**WORK ITEM**
Report all lines from the entries below in which "utils" appears.

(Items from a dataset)
○ ○ ○ ○

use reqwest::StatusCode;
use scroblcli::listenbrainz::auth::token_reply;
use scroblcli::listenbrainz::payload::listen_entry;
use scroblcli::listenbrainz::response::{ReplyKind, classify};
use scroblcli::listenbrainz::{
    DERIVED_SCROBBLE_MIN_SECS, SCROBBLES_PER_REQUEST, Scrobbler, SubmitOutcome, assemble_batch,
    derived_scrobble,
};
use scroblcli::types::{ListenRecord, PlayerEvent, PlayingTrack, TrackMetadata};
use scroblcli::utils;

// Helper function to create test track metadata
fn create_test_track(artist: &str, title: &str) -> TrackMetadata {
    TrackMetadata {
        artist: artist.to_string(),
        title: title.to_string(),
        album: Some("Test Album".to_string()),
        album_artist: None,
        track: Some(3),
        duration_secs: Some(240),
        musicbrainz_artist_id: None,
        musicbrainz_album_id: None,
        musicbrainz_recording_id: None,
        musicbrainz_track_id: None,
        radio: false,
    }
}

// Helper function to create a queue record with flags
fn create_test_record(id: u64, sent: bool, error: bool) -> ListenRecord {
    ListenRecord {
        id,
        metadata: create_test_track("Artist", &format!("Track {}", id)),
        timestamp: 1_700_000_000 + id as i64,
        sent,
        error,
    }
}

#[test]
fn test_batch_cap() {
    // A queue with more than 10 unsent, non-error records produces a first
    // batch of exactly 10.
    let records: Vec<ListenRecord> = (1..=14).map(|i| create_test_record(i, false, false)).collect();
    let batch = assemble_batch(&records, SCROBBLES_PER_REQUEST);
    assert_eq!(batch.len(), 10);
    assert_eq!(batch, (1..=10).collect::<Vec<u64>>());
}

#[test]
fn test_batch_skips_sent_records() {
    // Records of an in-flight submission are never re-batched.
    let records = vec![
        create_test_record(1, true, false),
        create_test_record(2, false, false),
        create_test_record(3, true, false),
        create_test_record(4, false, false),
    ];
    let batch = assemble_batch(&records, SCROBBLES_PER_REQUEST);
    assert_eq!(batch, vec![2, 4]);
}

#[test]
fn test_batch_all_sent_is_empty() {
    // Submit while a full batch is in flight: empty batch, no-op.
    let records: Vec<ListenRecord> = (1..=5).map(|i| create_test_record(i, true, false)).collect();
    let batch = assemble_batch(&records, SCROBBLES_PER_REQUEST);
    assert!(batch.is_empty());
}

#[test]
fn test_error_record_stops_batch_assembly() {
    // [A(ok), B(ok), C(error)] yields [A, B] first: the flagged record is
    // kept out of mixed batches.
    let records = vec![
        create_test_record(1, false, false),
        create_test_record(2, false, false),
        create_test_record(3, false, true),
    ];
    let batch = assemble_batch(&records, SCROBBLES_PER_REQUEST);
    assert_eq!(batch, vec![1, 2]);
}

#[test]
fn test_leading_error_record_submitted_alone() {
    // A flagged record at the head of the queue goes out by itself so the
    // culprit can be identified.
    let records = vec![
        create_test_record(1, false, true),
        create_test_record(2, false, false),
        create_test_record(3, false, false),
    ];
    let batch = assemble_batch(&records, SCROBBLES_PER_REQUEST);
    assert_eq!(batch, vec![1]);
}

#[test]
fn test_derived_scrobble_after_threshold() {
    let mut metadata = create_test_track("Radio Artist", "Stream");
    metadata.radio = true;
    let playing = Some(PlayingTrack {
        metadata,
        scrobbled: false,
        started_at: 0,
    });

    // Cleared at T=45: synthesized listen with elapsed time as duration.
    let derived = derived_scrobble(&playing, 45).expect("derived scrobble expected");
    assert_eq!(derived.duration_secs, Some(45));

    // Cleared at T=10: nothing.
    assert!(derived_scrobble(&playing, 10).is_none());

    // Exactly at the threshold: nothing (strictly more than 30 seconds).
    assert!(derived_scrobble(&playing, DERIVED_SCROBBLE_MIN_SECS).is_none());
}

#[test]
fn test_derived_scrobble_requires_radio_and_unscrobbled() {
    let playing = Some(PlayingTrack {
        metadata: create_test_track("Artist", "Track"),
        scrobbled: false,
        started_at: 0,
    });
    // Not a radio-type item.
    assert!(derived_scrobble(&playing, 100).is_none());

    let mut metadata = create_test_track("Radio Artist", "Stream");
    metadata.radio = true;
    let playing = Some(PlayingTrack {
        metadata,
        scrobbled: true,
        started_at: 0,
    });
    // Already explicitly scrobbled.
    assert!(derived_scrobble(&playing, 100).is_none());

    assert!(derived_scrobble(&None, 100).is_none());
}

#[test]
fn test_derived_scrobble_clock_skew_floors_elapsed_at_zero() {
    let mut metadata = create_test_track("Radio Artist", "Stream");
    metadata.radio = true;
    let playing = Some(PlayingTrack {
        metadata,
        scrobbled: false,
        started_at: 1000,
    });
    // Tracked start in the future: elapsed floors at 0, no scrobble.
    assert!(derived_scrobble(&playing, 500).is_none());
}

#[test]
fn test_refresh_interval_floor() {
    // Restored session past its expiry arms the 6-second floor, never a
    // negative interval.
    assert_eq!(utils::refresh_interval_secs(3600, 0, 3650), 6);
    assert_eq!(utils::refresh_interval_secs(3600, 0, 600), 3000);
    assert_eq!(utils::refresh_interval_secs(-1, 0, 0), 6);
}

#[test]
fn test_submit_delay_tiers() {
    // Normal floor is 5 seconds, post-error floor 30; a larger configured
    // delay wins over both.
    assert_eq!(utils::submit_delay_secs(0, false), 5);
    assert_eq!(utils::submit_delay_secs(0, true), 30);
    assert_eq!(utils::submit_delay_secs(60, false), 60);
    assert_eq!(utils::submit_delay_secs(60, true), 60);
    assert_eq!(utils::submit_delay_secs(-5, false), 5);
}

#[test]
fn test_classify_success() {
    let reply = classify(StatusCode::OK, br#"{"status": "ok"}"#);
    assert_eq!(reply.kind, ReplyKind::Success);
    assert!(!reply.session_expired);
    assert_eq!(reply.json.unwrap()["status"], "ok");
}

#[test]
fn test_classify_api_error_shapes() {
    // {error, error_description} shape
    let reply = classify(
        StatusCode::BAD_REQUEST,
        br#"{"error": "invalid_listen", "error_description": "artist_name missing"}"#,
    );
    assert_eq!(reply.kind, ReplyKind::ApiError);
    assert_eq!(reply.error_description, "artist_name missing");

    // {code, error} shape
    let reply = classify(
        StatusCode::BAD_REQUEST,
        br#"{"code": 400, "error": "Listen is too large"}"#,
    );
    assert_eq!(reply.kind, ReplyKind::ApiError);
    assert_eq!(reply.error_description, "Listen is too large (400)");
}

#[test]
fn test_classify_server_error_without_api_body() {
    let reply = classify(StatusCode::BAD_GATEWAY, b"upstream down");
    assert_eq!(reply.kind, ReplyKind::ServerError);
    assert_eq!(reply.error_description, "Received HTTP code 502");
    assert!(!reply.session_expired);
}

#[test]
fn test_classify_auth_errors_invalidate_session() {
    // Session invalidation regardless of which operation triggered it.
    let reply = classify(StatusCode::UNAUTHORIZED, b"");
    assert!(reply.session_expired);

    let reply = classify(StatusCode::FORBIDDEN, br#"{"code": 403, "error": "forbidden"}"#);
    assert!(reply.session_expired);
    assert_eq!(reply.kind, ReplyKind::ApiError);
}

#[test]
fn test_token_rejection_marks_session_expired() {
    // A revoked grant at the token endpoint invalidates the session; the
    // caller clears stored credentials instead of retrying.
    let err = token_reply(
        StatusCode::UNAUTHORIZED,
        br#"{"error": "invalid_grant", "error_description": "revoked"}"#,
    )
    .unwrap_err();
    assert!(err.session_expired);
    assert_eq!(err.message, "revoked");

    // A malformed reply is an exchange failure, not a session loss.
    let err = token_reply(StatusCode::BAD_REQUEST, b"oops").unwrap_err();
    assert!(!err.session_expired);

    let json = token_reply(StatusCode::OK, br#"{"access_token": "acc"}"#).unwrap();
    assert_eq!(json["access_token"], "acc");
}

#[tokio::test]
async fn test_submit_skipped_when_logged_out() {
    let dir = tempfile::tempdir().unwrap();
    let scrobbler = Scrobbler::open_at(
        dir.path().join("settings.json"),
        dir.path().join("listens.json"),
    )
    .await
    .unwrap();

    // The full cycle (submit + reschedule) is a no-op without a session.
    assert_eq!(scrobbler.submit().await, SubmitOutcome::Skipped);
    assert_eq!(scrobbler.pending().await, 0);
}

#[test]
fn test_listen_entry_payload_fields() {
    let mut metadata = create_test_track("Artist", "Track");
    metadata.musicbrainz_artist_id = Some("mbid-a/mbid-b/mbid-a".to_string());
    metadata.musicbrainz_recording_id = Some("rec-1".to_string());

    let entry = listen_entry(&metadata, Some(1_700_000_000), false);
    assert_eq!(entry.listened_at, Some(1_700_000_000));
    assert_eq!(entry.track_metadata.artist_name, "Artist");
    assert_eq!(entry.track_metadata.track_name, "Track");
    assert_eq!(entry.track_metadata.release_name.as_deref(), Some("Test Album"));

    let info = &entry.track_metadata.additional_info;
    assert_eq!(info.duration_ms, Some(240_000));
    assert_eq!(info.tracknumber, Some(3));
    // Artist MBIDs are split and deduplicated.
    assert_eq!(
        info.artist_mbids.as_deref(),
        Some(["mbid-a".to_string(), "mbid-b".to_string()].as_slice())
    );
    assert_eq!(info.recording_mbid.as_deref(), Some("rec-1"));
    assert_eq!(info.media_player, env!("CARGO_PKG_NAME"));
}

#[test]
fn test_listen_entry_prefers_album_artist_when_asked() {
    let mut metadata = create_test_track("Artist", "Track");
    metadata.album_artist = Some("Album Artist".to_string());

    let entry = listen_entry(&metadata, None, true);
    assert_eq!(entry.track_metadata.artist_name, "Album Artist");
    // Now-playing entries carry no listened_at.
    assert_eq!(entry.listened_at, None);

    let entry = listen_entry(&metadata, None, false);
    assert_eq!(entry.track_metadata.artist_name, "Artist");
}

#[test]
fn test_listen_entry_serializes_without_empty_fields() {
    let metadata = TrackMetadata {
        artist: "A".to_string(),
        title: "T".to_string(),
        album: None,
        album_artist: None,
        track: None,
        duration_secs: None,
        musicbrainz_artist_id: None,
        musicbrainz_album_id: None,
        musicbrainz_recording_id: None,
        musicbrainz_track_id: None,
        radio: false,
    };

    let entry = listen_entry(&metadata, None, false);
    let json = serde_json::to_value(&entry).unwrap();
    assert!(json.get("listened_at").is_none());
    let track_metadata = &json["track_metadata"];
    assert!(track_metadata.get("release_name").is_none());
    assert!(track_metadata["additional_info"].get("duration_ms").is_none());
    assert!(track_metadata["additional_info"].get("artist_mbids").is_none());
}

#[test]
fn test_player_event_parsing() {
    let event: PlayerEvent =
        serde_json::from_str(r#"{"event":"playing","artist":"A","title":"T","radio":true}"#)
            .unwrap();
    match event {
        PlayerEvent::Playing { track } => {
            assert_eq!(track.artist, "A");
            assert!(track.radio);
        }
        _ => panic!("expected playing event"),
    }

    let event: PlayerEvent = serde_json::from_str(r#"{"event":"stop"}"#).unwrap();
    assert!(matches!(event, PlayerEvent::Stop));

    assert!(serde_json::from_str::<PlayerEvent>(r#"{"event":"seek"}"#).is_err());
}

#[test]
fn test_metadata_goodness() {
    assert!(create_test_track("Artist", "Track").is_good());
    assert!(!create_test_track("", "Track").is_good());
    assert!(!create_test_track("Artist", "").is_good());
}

○ ○ ○ ○

**YOUR SOLUTION**
use scroblcli::utils;
    assert_eq!(utils::refresh_interval_secs(3600, 0, 3650), 6);
    assert_eq!(utils::refresh_interval_secs(3600, 0, 600), 3000);
    assert_eq!(utils::refresh_interval_secs(-1, 0, 0), 6);
    assert_eq!(utils::submit_delay_secs(0, false), 5);
    assert_eq!(utils::submit_delay_secs(0, true), 30);
    assert_eq!(utils::submit_delay_secs(60, false), 60);
    assert_eq!(utils::submit_delay_secs(60, true), 60);
    assert_eq!(utils::submit_delay_secs(-5, false), 5);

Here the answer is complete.